Our little blue house was a single story but had an unfinished basement running its entire length. It fell into a general state of disrepair, not from disrespect, but rather because of its long distance from the daily lives of the three of us. When she was a graduate student, Mother made a makeshift office next to and underneath the staircase. She decorated it with a desk fashioned from the old kitchen buffet table and Grandpa’s antiquated veneer cabinet. Neither my sister nor I ever ventured into it. After her death it was there that I found her college notes, divorce papers, high school autograph book, and my sister’s and my birth announcements.
Mother, my older sister, and I spent the majority of our time in a space far too small to contain our private hurricanes and visions. Yet it seemed to suit Mother perfectly after my sister and I moved away to college and into our own homes. She bought a window air conditioner for the dining room and put a skylight in the living room. My sister’s room turned into the ironing-and-guest room and my bedroom became the computer and button-collection room. Bootsie, the cat, was succeeded by Sheba, who lived her fourteen feline years in relative comfort and control of the house.
As the years went by my sister and I would complain that the house needed to be uplifted and facelifted.
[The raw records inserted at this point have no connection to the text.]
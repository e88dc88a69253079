use std::path::PathBuf;

use reelmark_state::project::AppState;
use reelmark_state::time::format_hms;

use crate::theme;
use crate::MediaLookup;

pub enum BrowserAction {
    None,
    SwitchEntry(String),
    OpenCatalog(PathBuf),
}

pub fn browser_panel(
    ui: &mut egui::Ui,
    state: &AppState,
    media: &dyn MediaLookup,
    load_error: Option<&str>,
) -> BrowserAction {
    let mut action = BrowserAction::None;

    ui.horizontal(|ui| {
        ui.heading("Catalog");
        ui.with_layout(egui::Layout::right_to_left(egui::Align::Center), |ui| {
            if ui.button("Open Catalog").clicked() {
                if let Some(path) = rfd::FileDialog::new()
                    .add_filter("Catalog", &["json"])
                    .pick_file()
                {
                    action = BrowserAction::OpenCatalog(path);
                }
            }
        });
    });
    if let Some(err) = load_error {
        ui.colored_label(theme::ERROR, err);
    }
    ui.separator();

    if state.catalog().is_empty() {
        ui.colored_label(theme::TEXT_DIM, "This catalog has no entries");
        return action;
    }

    let active_name = state.active_entry().map(|e| e.name.as_str());
    egui::ScrollArea::vertical()
        .id_salt("catalog_entries")
        .max_height(ui.available_height() * 0.45)
        .show(ui, |ui| {
            for name in state.catalog().names() {
                let is_active = active_name == Some(name);
                if ui.selectable_label(is_active, name).clicked() && !is_active {
                    action = BrowserAction::SwitchEntry(name.to_string());
                }
            }
        });

    let Some(entry) = state.active_entry() else {
        return action;
    };

    ui.separator();
    ui.label(egui::RichText::new(&entry.name).strong());
    ui.colored_label(
        theme::TEXT_DIM,
        format!("Length: {}", format_hms(entry.duration_seconds())),
    );
    ui.colored_label(
        theme::TEXT_DIM,
        format!("Media prefix: {}", entry.media_prefix()),
    );
    if let Some(coverage) = media.coverage(state) {
        let color = if coverage.available < coverage.total {
            theme::WARNING
        } else {
            theme::TEXT_DIM
        };
        ui.colored_label(
            color,
            format!("Clips cached: {} of {}", coverage.available, coverage.total),
        );
    }
    if !entry.summary.is_empty() {
        ui.add_space(6.0);
        ui.label(&entry.summary);
    }

    action
}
We unilaterally substituted her instant coffee for a Mr. Coffee pot that loomed in the tiny galley kitchen. Beyond that, mother refused to listen, comfortable in her disarray of furniture, art, notes, and books. She banished the rooftop television antennae to the backyard where it sat like a proud, discarded rig off an ancient sailing ship. Her “new” dining room couch, my thirty year old bed, was held up by several old telephone books. “I’m recycling now” my mother would say proudly of the improvised couch legs. The oven had long since stopped working. “I eat my hot meals at work” my mother would argue. The house remained as it was, exchanging new ideas, accumulating papers, and storing memories.
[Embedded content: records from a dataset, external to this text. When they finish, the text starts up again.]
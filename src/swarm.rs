//! The swarm engine.
//!
//! `Swarm` wires the pieces together: the torrent registry, per-torrent
//! chunk assigners, the peer state table and session directory, the
//! choker, the listener and connector, the bad-peer sweep and the
//! housekeeping tick. Collaborators hand it decoded torrent parameters
//! and tracker peer lists; it hands back events.

use std::sync::Arc;

use dashmap::DashMap;
use tokio::sync::broadcast;
use tracing::info;

use crate::assigner::TorrentAssigner;
use crate::bandwidth::BandwidthLimiter;
use crate::choker::Choker;
use crate::config::Config;
use crate::constants::{DEFAULT_PIPELINE_DEPTH, RATE_SAMPLE_INTERVAL};
use crate::event::{EventBus, SwarmEvent};
use crate::manager::{self, BadPeerTable, PeerManager};
use crate::peer::session::SessionCtx;
use crate::peer::{PeerId, PeerTable, SessionCmd, SessionDirectory};
use crate::registry::{Alteration, Registry, TorrentId, TorrentParams};
use crate::storage::DiskHandle;

/// Engine-wide shared parts, one `Arc` handed to every component.
pub struct Shared {
    pub config: Config,
    pub our_id: PeerId,
    pub registry: Arc<Registry>,
    pub table: Arc<PeerTable>,
    pub directory: Arc<SessionDirectory>,
    pub assigners: DashMap<TorrentId, Arc<TorrentAssigner>>,
    pub bad_peers: Arc<BadPeerTable>,
    pub bandwidth: Arc<BandwidthLimiter>,
    pub choker: Arc<Choker>,
    pub disk: DiskHandle,
    pub events: EventBus,
    pub pipeline_depth: usize,
}

impl Shared {
    /// Builds the context a new session needs, if the torrent is live.
    pub fn session_ctx(&self, torrent: TorrentId) -> Option<SessionCtx> {
        let assigner = self.assigners.get(&torrent)?.clone();
        Some(SessionCtx {
            torrent,
            registry: self.registry.clone(),
            table: self.table.clone(),
            directory: self.directory.clone(),
            assigner,
            bad_peers: self.bad_peers.clone(),
            disk: self.disk.clone(),
            bandwidth: self.bandwidth.clone(),
            events: self.events.clone(),
            pipeline_depth: self.pipeline_depth,
        })
    }
}

/// The peer-swarm engine.
pub struct Swarm {
    shared: Arc<Shared>,
    manager: Arc<PeerManager>,
}

impl Swarm {
    pub fn new(config: Config, disk: DiskHandle) -> Self {
        let events = EventBus::new(128);
        let registry = Arc::new(Registry::new(events.clone()));
        let table = Arc::new(PeerTable::new());
        let directory = Arc::new(SessionDirectory::new());
        let bad_peers = Arc::new(BadPeerTable::new());
        let bandwidth = Arc::new(BandwidthLimiter::from_config(&config));
        let choker = Choker::new(
            registry.clone(),
            table.clone(),
            directory.clone(),
            config.max_upload_slots,
            config.max_upload_rate,
            config.optimistic_slots,
        );
        let shared = Arc::new(Shared {
            config,
            our_id: PeerId::generate(),
            registry,
            table,
            directory,
            assigners: DashMap::new(),
            bad_peers,
            bandwidth,
            choker,
            disk,
            events,
            pipeline_depth: DEFAULT_PIPELINE_DEPTH,
        });
        let manager = PeerManager::new(shared.clone());
        Self { shared, manager }
    }

    /// Spawns the long-lived engine tasks: listener, choker, reputation
    /// sweep, rate housekeeping and the event pump.
    pub fn start(&self) {
        tokio::spawn(manager::run_listener(self.shared.clone()));
        tokio::spawn(self.shared.choker.clone().run());
        tokio::spawn(manager::run_bad_peer_sweep(self.shared.bad_peers.clone()));
        tokio::spawn(Self::housekeeping(self.shared.clone()));
        tokio::spawn(Self::event_pump(self.shared.clone()));
    }

    /// Registers a torrent and its chunk scheduler. `checked_pieces`
    /// are the pieces the startup disk check found intact; `all_time`
    /// carries the persistent transfer counters from the sidecar.
    pub fn add_torrent(
        &self,
        params: TorrentParams,
        wanted_pieces: Option<Vec<bool>>,
        checked_pieces: &[u32],
        all_time: (u64, u64),
    ) -> TorrentId {
        let id = self.shared.registry.insert(params.clone(), all_time);
        let assigner = TorrentAssigner::new(
            id,
            self.shared.registry.clone(),
            params.piece_count,
            params.piece_length,
            params.total,
            wanted_pieces.as_deref(),
        );
        if !checked_pieces.is_empty() {
            assigner.prime_stored(checked_pieces);
            let piece_len = u64::from(params.piece_length);
            let tail = params.total - piece_len * u64::from(params.piece_count - 1);
            let stored_bytes: u64 = checked_pieces
                .iter()
                .map(|&p| if p + 1 < params.piece_count { piece_len } else { tail })
                .sum();
            let _ = self
                .shared
                .registry
                .apply(id, &[Alteration::SubtractLeftOrSkipped(stored_bytes)]);
        }
        self.shared.assigners.insert(id, assigner);
        info!(torrent = id, name = %params.name, "torrent added");
        id
    }

    /// Tears a torrent down: sessions get a cooperative shutdown, then
    /// the scheduler and registry entry go away.
    pub async fn remove_torrent(&self, id: TorrentId) {
        self.shared
            .directory
            .broadcast(id, SessionCmd::Shutdown)
            .await;
        self.shared.assigners.remove(&id);
        self.shared.registry.remove(id);
        info!(torrent = id, "torrent removed");
    }

    /// Feeds tracker-discovered peers to the connector.
    pub fn add_peers(
        &self,
        source: &str,
        torrent: TorrentId,
        peers: Vec<std::net::SocketAddr>,
    ) {
        self.manager.add_peers(source, torrent, peers);
    }

    pub fn rechoke_now(&self) {
        self.shared.choker.rechoke_now();
    }

    pub fn subscribe(&self) -> broadcast::Receiver<SwarmEvent> {
        self.shared.events.subscribe()
    }

    pub fn registry(&self) -> &Arc<Registry> {
        &self.shared.registry
    }

    pub fn assigner(&self, id: TorrentId) -> Option<Arc<TorrentAssigner>> {
        self.shared.assigners.get(&id).map(|a| a.clone())
    }

    pub fn shared(&self) -> &Arc<Shared> {
        &self.shared
    }

    /// 60-second tick: push each torrent's aggregate download rate onto
    /// its sparkline.
    async fn housekeeping(shared: Arc<Shared>) {
        let mut tick = tokio::time::interval(RATE_SAMPLE_INTERVAL);
        tick.set_missed_tick_behavior(tokio::time::MissedTickBehavior::Delay);
        loop {
            tick.tick().await;
            for snapshot in shared.registry.snapshot_all() {
                let rate = shared.table.torrent_recv_rate(snapshot.id);
                shared.registry.push_rate_sample(snapshot.id, rate);
            }
        }
    }

    /// Internal event reactions: a torrent flipping to seeding changes
    /// the choker's ranking basis, so rechoke immediately.
    async fn event_pump(shared: Arc<Shared>) {
        let mut rx = shared.events.subscribe();
        loop {
            match rx.recv().await {
                Ok(SwarmEvent::SeedingTorrent(_)) => shared.choker.rechoke_now(),
                Ok(_) => {}
                Err(broadcast::error::RecvError::Lagged(_)) => {}
                Err(broadcast::error::RecvError::Closed) => break,
            }
        }
    }
}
It took me many years to understand that a woman’s home is the outer layer of her skin and the inner voice of her convictions. Shortly before her premature death, Mother lay in a hospice bed in a hospital. She instinctively knew that she required intense, hourly care from people far more capable than my sister or myself and adamantly refused to leave when we suggested she spend her remaining days at home. A few days before she lapsed into her final coma, Mother struggled to sit up and speak. I fully expected to hear words of wisdom, special advice, or a secret. In a voice frail and low and full of longing she cried, “I’ll never see my beautiful home again."